Over the span of two weeks in August, a plywood anchored subfloor system was installed over the concrete slab covered by a 15-mil moisture barrier. During those weeks the 25/32-inch solid maple flooring acclimated in the facility. It was then stapled to the plywood subfloor, sanded and coated. While the flooring was being installed the HVAC was temporarily running, door openings were temporarily covered by OSB, and wet work was still being completed in the building. By November, about a month and a half after all the flooring was completed, gaps were noticed between groups of boards throughout the installation. The flooring contractor said all moisture readings of the flooring and subflooring and ambient conditions were in recommended ranges at the time of installation but could provide no documentation of them.
When I arrived in late November, from a standing position there was visible gapping between boards throughout the floor. The width of the gaps averaged 0.049 inch, and the MC of the maple ranged between 7–8%. The average board width was 2.231 inches. A data logger from the previous week showed the RH ranged from 14–25%.

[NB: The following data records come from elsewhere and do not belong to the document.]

use serde::Serialize;

use crate::models::domain::Question;

#[derive(Debug, Clone, Serialize)]
pub struct QuestionDto {
    pub id: u32,
    pub text: String,
}

impl From<&Question> for QuestionDto {
    fn from(question: &Question) -> Self {
        QuestionDto {
            id: question.id,
            text: question.text.to_string(),
        }
    }
}

#[derive(Debug, Clone, Serialize)]
pub struct HealthResponse {
    pub status: &'static str,
    pub version: &'static str,
}
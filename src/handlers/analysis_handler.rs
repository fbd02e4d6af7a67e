use actix_web::{web, HttpRequest, HttpResponse};
use validator::Validate;

use crate::{
    app_state::AppState, errors::AppError, middleware::get_request_id,
    models::dto::request::AnalyzeRequestDto,
};

pub async fn analyze(
    req: HttpRequest,
    state: web::Data<AppState>,
    request: web::Json<AnalyzeRequestDto>,
) -> Result<HttpResponse, AppError> {
    let request = request.into_inner();
    request.validate()?;
    let answers = request.into_answers()?;

    let request_id = get_request_id(&req).unwrap_or_default();
    log::info!(
        "[{}] analysis requested for {} answers",
        request_id,
        answers.len()
    );

    let result = state.analysis_service.analyze(answers).await?;

    Ok(HttpResponse::Ok().json(result))
}

pub async fn method_not_allowed(req: HttpRequest) -> Result<HttpResponse, AppError> {
    log::debug!("{} not allowed on {}", req.method(), req.path());
    Err(AppError::MethodNotAllowed)
}
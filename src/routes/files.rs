//! `/files/<name>` handlers.

use crate::http::response::{Response, StatusCode};
use crate::storage::{FileStore, StorageError};

const CREATED_MESSAGE: &str = "File created";

/// GET: the file's raw bytes as `application/octet-stream`.
pub async fn fetch(store: &FileStore, name: &str) -> Response {
    match store.read(name).await {
        Ok(contents) => {
            tracing::debug!(file = name, bytes = contents.len(), "serving file");
            Response::binary(contents)
        }
        Err(e) => failure(name, e),
    }
}

/// POST: stores `body` under `name`, replacing any existing file.
pub async fn create(store: &FileStore, name: &str, body: &[u8]) -> Response {
    match store.write(name, body).await {
        Ok(written) => {
            tracing::debug!(file = name, bytes = written, "file stored");
            Response::text(StatusCode::Created, CREATED_MESSAGE)
        }
        Err(e) => failure(name, e),
    }
}

fn failure(name: &str, err: StorageError) -> Response {
    match err {
        StorageError::InvalidPath(_) => {
            tracing::warn!(file = name, "rejected file path");
            Response::empty(StatusCode::BadRequest)
        }
        StorageError::NotFound(_) => Response::not_found(),
        StorageError::Io { .. } => {
            tracing::warn!(file = name, error = %err, "storage failure");
            Response::internal_error()
        }
    }
}
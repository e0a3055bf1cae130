use std::sync::Arc;
use std::time::Duration;

use anyhow::Context;
use bytes::BytesMut;
use tokio::io::{AsyncRead, AsyncReadExt, AsyncWrite, AsyncWriteExt};
use tokio::time::timeout;

use crate::http::parser::{Framing, ParseError, find_headers_end, framing_at, parse_request};
use crate::http::request::Request;
use crate::http::response::{Response, StatusCode};
use crate::http::writer::ResponseWriter;
use crate::routes::Router;

const READ_CHUNK: usize = 1024;

/// Per-connection bounds on time and request size.
#[derive(Debug, Clone, Copy)]
pub struct Limits {
    pub read_timeout: Duration,
    pub write_timeout: Duration,
    pub max_request_bytes: usize,
}

impl Default for Limits {
    fn default() -> Self {
        Self {
            read_timeout: Duration::from_secs(10),
            write_timeout: Duration::from_secs(10),
            max_request_bytes: 1024 * 1024,
        }
    }
}

/// One client connection: a single request, a single response, then close.
pub struct Connection<S> {
    stream: S,
    buffer: BytesMut,
    /// Set once the head has fully arrived.
    framing: Option<Framing>,
    /// Prefix of `buffer` already searched for the end of the head.
    scanned: usize,
    router: Arc<Router>,
    limits: Limits,
    state: ConnectionState,
}

pub enum ConnectionState {
    Reading,
    Processing(Request),
    Rejected(StatusCode),
    Writing(ResponseWriter),
    Closed,
}

/// What the read phase produced.
enum Incoming {
    Request(Request),
    Rejected(StatusCode),
    Closed,
}

impl<S> Connection<S>
where
    S: AsyncRead + AsyncWrite + Unpin,
{
    pub fn new(stream: S, router: Arc<Router>, limits: Limits) -> Self {
        Self {
            stream,
            buffer: BytesMut::with_capacity(READ_CHUNK),
            framing: None,
            scanned: 0,
            router,
            limits,
            state: ConnectionState::Reading,
        }
    }

    pub async fn run(&mut self) -> anyhow::Result<()> {
        loop {
            match std::mem::replace(&mut self.state, ConnectionState::Closed) {
                ConnectionState::Reading => {
                    self.state = match self.read_request().await? {
                        Incoming::Request(req) => ConnectionState::Processing(req),
                        Incoming::Rejected(status) => ConnectionState::Rejected(status),
                        Incoming::Closed => ConnectionState::Closed,
                    };
                }

                ConnectionState::Processing(req) => {
                    let response = self.router.route(&req).await;

                    tracing::info!(
                        method = %req.method,
                        uri = %req.uri,
                        status = response.status.as_u16(),
                        bytes = response.body_bytes().len(),
                        "request handled"
                    );

                    self.state = ConnectionState::Writing(ResponseWriter::new(&response));
                }

                ConnectionState::Rejected(status) => {
                    tracing::info!(status = status.as_u16(), "request rejected");
                    self.state = ConnectionState::Writing(ResponseWriter::new(&Response::empty(status)));
                }

                ConnectionState::Writing(mut writer) => {
                    timeout(self.limits.write_timeout, writer.write_to_stream(&mut self.stream))
                        .await
                        .context("timed out writing response")??;

                    // No keep-alive: one response per connection.
                    if let Err(e) = self.stream.shutdown().await {
                        tracing::debug!(error = %e, "shutdown after response failed");
                    }
                }

                ConnectionState::Closed => {
                    break;
                }
            }
        }

        Ok(())
    }

    /// Reads until the head and any declared body have arrived.
    ///
    /// Without a `Content-Length` the body is whatever arrived along with the
    /// head. If the peer stops sending early (EOF or read timeout) whatever
    /// arrived is parsed as is. A connection that sent nothing closes silently.
    async fn read_request(&mut self) -> anyhow::Result<Incoming> {
        loop {
            let framing = match self.scan_head() {
                Ok(framing) => framing,
                Err(e) => {
                    tracing::debug!(error = %e, "bad request framing");
                    return Ok(Incoming::Rejected(StatusCode::BadRequest));
                }
            };

            if let Some(framing) = framing {
                let Some(total) = framing
                    .total()
                    .filter(|total| *total <= self.limits.max_request_bytes)
                else {
                    return Ok(Incoming::Rejected(StatusCode::PayloadTooLarge));
                };

                if framing.content_length.is_none() {
                    let len = self.buffer.len();
                    return Ok(self.take_request(len));
                }
                if self.buffer.len() >= total {
                    return Ok(self.take_request(total));
                }
            }

            if self.buffer.len() >= self.limits.max_request_bytes {
                return Ok(Incoming::Rejected(StatusCode::PayloadTooLarge));
            }

            self.buffer.reserve(READ_CHUNK);

            let n = match timeout(self.limits.read_timeout, self.stream.read_buf(&mut self.buffer)).await {
                Ok(read) => read.context("failed to read request")?,
                Err(_) if self.buffer.is_empty() => {
                    tracing::warn!("timed out waiting for request");
                    return Ok(Incoming::Closed);
                }
                Err(_) => {
                    tracing::debug!(buffered = self.buffer.len(), "read timed out, using partial request");
                    0
                }
            };

            if n == 0 {
                if self.buffer.is_empty() {
                    return Ok(Incoming::Closed);
                }

                let len = self.buffer.len();
                return Ok(self.take_request(len));
            }
        }
    }

    /// Looks for the end of the head in bytes not searched yet.
    ///
    /// The result is cached, so the head is only inspected once.
    fn scan_head(&mut self) -> Result<Option<Framing>, ParseError> {
        if self.framing.is_some() {
            return Ok(self.framing);
        }

        // Back up far enough to catch a terminator split across reads.
        let start = self.scanned.saturating_sub(3);
        self.scanned = self.buffer.len();

        let Some(pos) = find_headers_end(&self.buffer[start..]) else {
            return Ok(None);
        };

        self.framing = Some(framing_at(&self.buffer, start + pos)?);
        Ok(self.framing)
    }

    fn take_request(&mut self, len: usize) -> Incoming {
        let raw = self.buffer.split_to(len);

        match parse_request(&raw) {
            Ok(req) => Incoming::Request(req),
            Err(e) => {
                tracing::debug!(error = %e, "malformed request");
                Incoming::Rejected(StatusCode::BadRequest)
            }
        }
    }
}
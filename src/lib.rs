//! Ferry - minimal HTTP/1.1 file server
//!
//! Parses one request per connection and answers it from a small fixed set
//! of routes, including reading and writing files under a base directory.

pub mod config;
pub mod http;
pub mod routes;
pub mod server;
pub mod storage;
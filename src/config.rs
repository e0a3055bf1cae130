//! Server configuration.
//!
//! Values are layered, later sources winning: built-in defaults, an optional
//! YAML file, the `LISTEN` / `FILES_DIRECTORY` environment variables, then
//! command line flags.

use std::path::{Path, PathBuf};
use std::time::Duration;

use anyhow::Context;
use clap::Parser;
use serde::Deserialize;

use crate::http::connection::Limits;

pub const DEFAULT_LISTEN_ADDR: &str = "127.0.0.1:4221";

#[derive(Debug, Clone, Default, Deserialize)]
#[serde(default)]
pub struct Config {
    pub server: ServerConfig,
    pub files: FilesConfig,
}

#[derive(Debug, Clone, Deserialize)]
#[serde(default)]
pub struct ServerConfig {
    pub listen_addr: String,
    pub read_timeout_secs: u64,
    pub write_timeout_secs: u64,
    /// Largest request (head plus body) accepted on a connection.
    pub max_request_bytes: usize,
}

#[derive(Debug, Clone, Deserialize)]
#[serde(default)]
pub struct FilesConfig {
    /// Base directory for `/files/*`.
    pub directory: PathBuf,
}

/// Command line flags.
#[derive(Debug, Default, Parser)]
#[command(name = "ferry", version, about = "Minimal HTTP/1.1 file server")]
pub struct Args {
    /// Directory served under /files/
    #[arg(long)]
    pub directory: Option<PathBuf>,

    /// Address to listen on, e.g. 127.0.0.1:4221
    #[arg(long)]
    pub listen: Option<String>,

    /// YAML configuration file
    #[arg(long, short)]
    pub config: Option<PathBuf>,
}

impl Default for ServerConfig {
    fn default() -> Self {
        let limits = Limits::default();
        Self {
            listen_addr: DEFAULT_LISTEN_ADDR.to_string(),
            read_timeout_secs: limits.read_timeout.as_secs(),
            write_timeout_secs: limits.write_timeout.as_secs(),
            max_request_bytes: limits.max_request_bytes,
        }
    }
}

impl Default for FilesConfig {
    fn default() -> Self {
        Self {
            directory: PathBuf::from("."),
        }
    }
}

impl Config {
    /// Defaults overridden by whatever `lookup` returns for each variable.
    pub fn from_env_with(lookup: impl Fn(&str) -> Option<String>) -> Self {
        let mut cfg = Self::default();
        cfg.apply_env(lookup);
        cfg
    }

    pub fn from_yaml_str(yaml: &str) -> anyhow::Result<Self> {
        serde_yaml::from_str(yaml).context("invalid YAML configuration")
    }

    pub fn from_file(path: impl AsRef<Path>) -> anyhow::Result<Self> {
        let path = path.as_ref();
        let content = std::fs::read_to_string(path)
            .with_context(|| format!("failed to read config file {}", path.display()))?;
        Self::from_yaml_str(&content)
            .with_context(|| format!("failed to load config file {}", path.display()))
    }

    /// Builds the effective configuration for a run of the binary.
    pub fn resolve(args: &Args) -> anyhow::Result<Self> {
        Self::resolve_with(args, |key| std::env::var(key).ok())
    }

    pub fn resolve_with(args: &Args, lookup: impl Fn(&str) -> Option<String>) -> anyhow::Result<Self> {
        let mut cfg = match &args.config {
            Some(path) => Self::from_file(path)?,
            None => Self::default(),
        };

        cfg.apply_env(lookup);

        if let Some(listen) = &args.listen {
            cfg.server.listen_addr = listen.clone();
        }
        if let Some(directory) = &args.directory {
            cfg.files.directory = directory.clone();
        }

        Ok(cfg)
    }

    fn apply_env(&mut self, lookup: impl Fn(&str) -> Option<String>) {
        if let Some(listen) = lookup("LISTEN") {
            self.server.listen_addr = listen;
        }
        if let Some(directory) = lookup("FILES_DIRECTORY") {
            self.files.directory = PathBuf::from(directory);
        }
    }

    pub fn limits(&self) -> Limits {
        Limits {
            read_timeout: Duration::from_secs(self.server.read_timeout_secs),
            write_timeout: Duration::from_secs(self.server.write_timeout_secs),
            max_request_bytes: self.server.max_request_bytes,
        }
    }
}
use std::collections::HashMap;
use std::fmt;

/// HTTP request methods.
///
/// The standard verbs get their own variant. Any other token is kept verbatim
/// in `Extension` so routing can still answer it with 404 or 405 instead of
/// rejecting the request at parse time.
#[derive(Debug, Clone, PartialEq, Eq)]
pub enum Method {
    /// GET - Retrieve a resource
    GET,
    /// POST - Create or submit data
    POST,
    /// PUT - Replace a resource
    PUT,
    /// DELETE - Delete a resource
    DELETE,
    /// HEAD - Like GET but without the response body
    HEAD,
    /// OPTIONS - Describe communication options
    OPTIONS,
    /// PATCH - Partial modification of a resource
    PATCH,
    /// Any other method token, as received
    Extension(String),
}

/// Represents a parsed HTTP request from a client.
///
/// Header names keep the case they were sent with and lookups are exact.
/// `body` is `Some` only when the header block was terminated by an empty
/// line; an empty `Some` is a real (zero length) body.
#[derive(Debug, Clone)]
pub struct Request {
    /// The HTTP method (GET, POST, etc.)
    pub method: Method,
    /// The request target, exactly as sent (e.g. "/echo/abc")
    pub uri: String,
    /// Protocol version token (typically "HTTP/1.1")
    pub protocol: String,
    /// Request headers, last occurrence wins
    pub headers: HashMap<String, String>,
    /// Raw body bytes following the blank line, if one was found
    pub body: Option<Vec<u8>>,
}

/// Builder for constructing Request objects.
pub struct RequestBuilder {
    method: Option<Method>,
    uri: Option<String>,
    protocol: Option<String>,
    headers: HashMap<String, String>,
    body: Option<Vec<u8>>,
}

impl Method {
    /// Parses an HTTP method token.
    ///
    /// Matching is case-sensitive. Unknown tokens become `Method::Extension`.
    ///
    /// # Example
    ///
    /// ```
    /// # use ferry::http::request::Method;
    /// assert_eq!(Method::parse("GET"), Method::GET);
    /// assert_eq!(Method::parse("get"), Method::Extension("get".to_string()));
    /// ```
    pub fn parse(s: &str) -> Self {
        match s {
            "GET" => Method::GET,
            "POST" => Method::POST,
            "PUT" => Method::PUT,
            "DELETE" => Method::DELETE,
            "HEAD" => Method::HEAD,
            "OPTIONS" => Method::OPTIONS,
            "PATCH" => Method::PATCH,
            other => Method::Extension(other.to_string()),
        }
    }

    pub fn as_str(&self) -> &str {
        match self {
            Method::GET => "GET",
            Method::POST => "POST",
            Method::PUT => "PUT",
            Method::DELETE => "DELETE",
            Method::HEAD => "HEAD",
            Method::OPTIONS => "OPTIONS",
            Method::PATCH => "PATCH",
            Method::Extension(token) => token,
        }
    }
}

impl fmt::Display for Method {
    fn fmt(&self, f: &mut fmt::Formatter<'_>) -> fmt::Result {
        f.write_str(self.as_str())
    }
}

impl Default for RequestBuilder {
    fn default() -> Self {
        Self::new()
    }
}

impl RequestBuilder {
    pub fn new() -> Self {
        Self {
            method: None,
            uri: None,
            protocol: None,
            headers: HashMap::new(),
            body: None,
        }
    }

    pub fn method(mut self, method: Method) -> Self {
        self.method = Some(method);
        self
    }

    pub fn uri(mut self, uri: impl Into<String>) -> Self {
        self.uri = Some(uri.into());
        self
    }

    pub fn protocol(mut self, protocol: impl Into<String>) -> Self {
        self.protocol = Some(protocol.into());
        self
    }

    pub fn header(mut self, key: impl Into<String>, value: impl Into<String>) -> Self {
        self.headers.insert(key.into(), value.into());
        self
    }

    pub fn body(mut self, body: impl Into<Vec<u8>>) -> Self {
        self.body = Some(body.into());
        self
    }

    pub fn build(self) -> Result<Request, &'static str> {
        Ok(Request {
            method: self.method.ok_or("method missing")?,
            uri: self.uri.ok_or("uri missing")?,
            protocol: self.protocol.unwrap_or_else(|| "HTTP/1.1".to_string()),
            headers: self.headers,
            body: self.body,
        })
    }
}

impl Request {
    /// Retrieves a header value by its exact name, as received.
    ///
    /// # Returns
    ///
    /// `Some(&str)` with the header value if present, `None` otherwise.
    pub fn header(&self, key: &str) -> Option<&str> {
        self.headers.get(key).map(|v| v.as_str())
    }

    /// Same as [`Request::header`] but an absent header reads as "".
    pub fn header_or_empty(&self, key: &str) -> &str {
        self.header(key).unwrap_or("")
    }

    /// The request body, or an empty slice when no body was present.
    pub fn body_bytes(&self) -> &[u8] {
        self.body.as_deref().unwrap_or(&[])
    }
}
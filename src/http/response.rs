/// HTTP status codes supported by the server.
///
/// Common HTTP status codes used in responses:
/// - `Ok` (200): Request successful
/// - `Created` (201): File stored
/// - `BadRequest` (400): Malformed request or unusable file path
/// - `NotFound` (404): Unknown route or missing file
/// - `MethodNotAllowed` (405): Known route, unsupported method
/// - `PayloadTooLarge` (413): Request exceeds the configured size cap
/// - `InternalServerError` (500): Storage failure
#[derive(Debug, Clone, Copy, PartialEq, Eq)]
pub enum StatusCode {
    /// 200 OK
    Ok,
    /// 201 Created
    Created,
    /// 400 Bad Request
    BadRequest,
    /// 404 Not Found
    NotFound,
    /// 405 Method Not Allowed
    MethodNotAllowed,
    /// 413 Payload Too Large
    PayloadTooLarge,
    /// 500 Internal Server Error
    InternalServerError,
}

impl StatusCode {
    /// Returns the numeric HTTP status code.
    ///
    /// # Example
    ///
    /// ```
    /// # use ferry::http::response::StatusCode;
    /// assert_eq!(StatusCode::Ok.as_u16(), 200);
    /// assert_eq!(StatusCode::NotFound.as_u16(), 404);
    /// ```
    pub fn as_u16(&self) -> u16 {
        match self {
            StatusCode::Ok => 200,
            StatusCode::Created => 201,
            StatusCode::BadRequest => 400,
            StatusCode::NotFound => 404,
            StatusCode::MethodNotAllowed => 405,
            StatusCode::PayloadTooLarge => 413,
            StatusCode::InternalServerError => 500,
        }
    }

    /// Returns the standard HTTP reason phrase for this status code.
    ///
    /// # Example
    ///
    /// ```
    /// # use ferry::http::response::StatusCode;
    /// assert_eq!(StatusCode::Created.reason_phrase(), "Created");
    /// assert_eq!(StatusCode::NotFound.reason_phrase(), "Not Found");
    /// ```
    pub fn reason_phrase(&self) -> &'static str {
        match self {
            StatusCode::Ok => "OK",
            StatusCode::Created => "Created",
            StatusCode::BadRequest => "Bad Request",
            StatusCode::NotFound => "Not Found",
            StatusCode::MethodNotAllowed => "Method Not Allowed",
            StatusCode::PayloadTooLarge => "Payload Too Large",
            StatusCode::InternalServerError => "Internal Server Error",
        }
    }
}

/// Represents a complete HTTP response ready to be sent to a client.
///
/// Headers are kept in insertion order so the wire form is stable.
/// A response without a body carries no headers unless some were added.
#[derive(Debug, Clone, PartialEq, Eq)]
pub struct Response {
    /// The HTTP status code
    pub status: StatusCode,
    /// HTTP headers in the order they are written
    pub headers: Vec<(String, String)>,
    /// Response body, if any
    pub body: Option<Vec<u8>>,
}

/// Builder for constructing HTTP responses in a fluent style.
///
/// # Example
///
/// ```
/// # use ferry::http::response::{ResponseBuilder, StatusCode};
/// let response = ResponseBuilder::new(StatusCode::Ok)
///     .header("Content-Type", "text/plain")
///     .body(b"abc".to_vec())
///     .build();
/// assert_eq!(response.header("Content-Length"), Some("3"));
/// ```
pub struct ResponseBuilder {
    status: StatusCode,
    headers: Vec<(String, String)>,
    body: Option<Vec<u8>>,
}

impl ResponseBuilder {
    /// Creates a new response builder with the specified status code.
    pub fn new(status: StatusCode) -> Self {
        Self {
            status,
            headers: Vec::new(),
            body: None,
        }
    }

    /// Adds a header, or replaces the value of an existing one with the
    /// same name while keeping its position.
    pub fn header(mut self, key: impl Into<String>, value: impl Into<String>) -> Self {
        let key = key.into();
        let value = value.into();

        match self.headers.iter_mut().find(|(k, _)| *k == key) {
            Some(slot) => slot.1 = value,
            None => self.headers.push((key, value)),
        }
        self
    }

    /// Sets the response body. An empty body still counts as a body.
    pub fn body(mut self, body: impl Into<Vec<u8>>) -> Self {
        self.body = Some(body.into());
        self
    }

    /// Builds the final Response.
    ///
    /// When a body is set, a Content-Length matching its byte count is
    /// appended unless one was given explicitly.
    pub fn build(mut self) -> Response {
        if let Some(body) = &self.body {
            if !self.headers.iter().any(|(k, _)| k == "Content-Length") {
                self.headers
                    .push(("Content-Length".to_string(), body.len().to_string()));
            }
        }

        Response {
            status: self.status,
            headers: self.headers,
            body: self.body,
        }
    }
}

impl Response {
    /// A bodiless response with no headers, e.g. `HTTP/1.1 404 Not Found`.
    pub fn empty(status: StatusCode) -> Self {
        ResponseBuilder::new(status).build()
    }

    /// A `text/plain` response carrying `body`.
    pub fn text(status: StatusCode, body: impl Into<Vec<u8>>) -> Self {
        ResponseBuilder::new(status)
            .header("Content-Type", "text/plain")
            .body(body)
            .build()
    }

    /// An `application/octet-stream` response carrying raw bytes.
    pub fn binary(body: Vec<u8>) -> Self {
        ResponseBuilder::new(StatusCode::Ok)
            .header("Content-Type", "application/octet-stream")
            .body(body)
            .build()
    }

    /// Creates an empty 200 OK response.
    pub fn ok() -> Self {
        Self::empty(StatusCode::Ok)
    }

    /// Creates an empty 404 Not Found response.
    pub fn not_found() -> Self {
        Self::empty(StatusCode::NotFound)
    }

    /// Creates an empty 500 Internal Server Error response.
    pub fn internal_error() -> Self {
        Self::empty(StatusCode::InternalServerError)
    }

    pub fn header(&self, key: &str) -> Option<&str> {
        self.headers
            .iter()
            .find(|(k, _)| k == key)
            .map(|(_, v)| v.as_str())
    }

    pub fn body_bytes(&self) -> &[u8] {
        self.body.as_deref().unwrap_or(&[])
    }
}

Because we didn't have the data from the time of installation, I couldn't compare the MC and RH levels to those at the time of installation, but the boards measured under their expected manufactured width, and the RH was below the recommended range of 30–50%.
How to Fix the Floor
The initial recommended fix for this floor was to increase the RH, but due to the engineering of the building this was not possible—the facility was engineered as a "dry building," meaning that moisture to help stabilize the RH would make the Sheetrock on the walls literally fall apart. Additionally, the air system uses fabric socks, which cannot handle moisture. As of this writing, this floor continues to separate, with some gaps exceeding 1/4 inch.
In the Future
Buildings must be engineered to consider the requirements of all the materials, including the wood floor. If adding humidity is not possible, then the flooring must be acclimated to the expected RH before installation.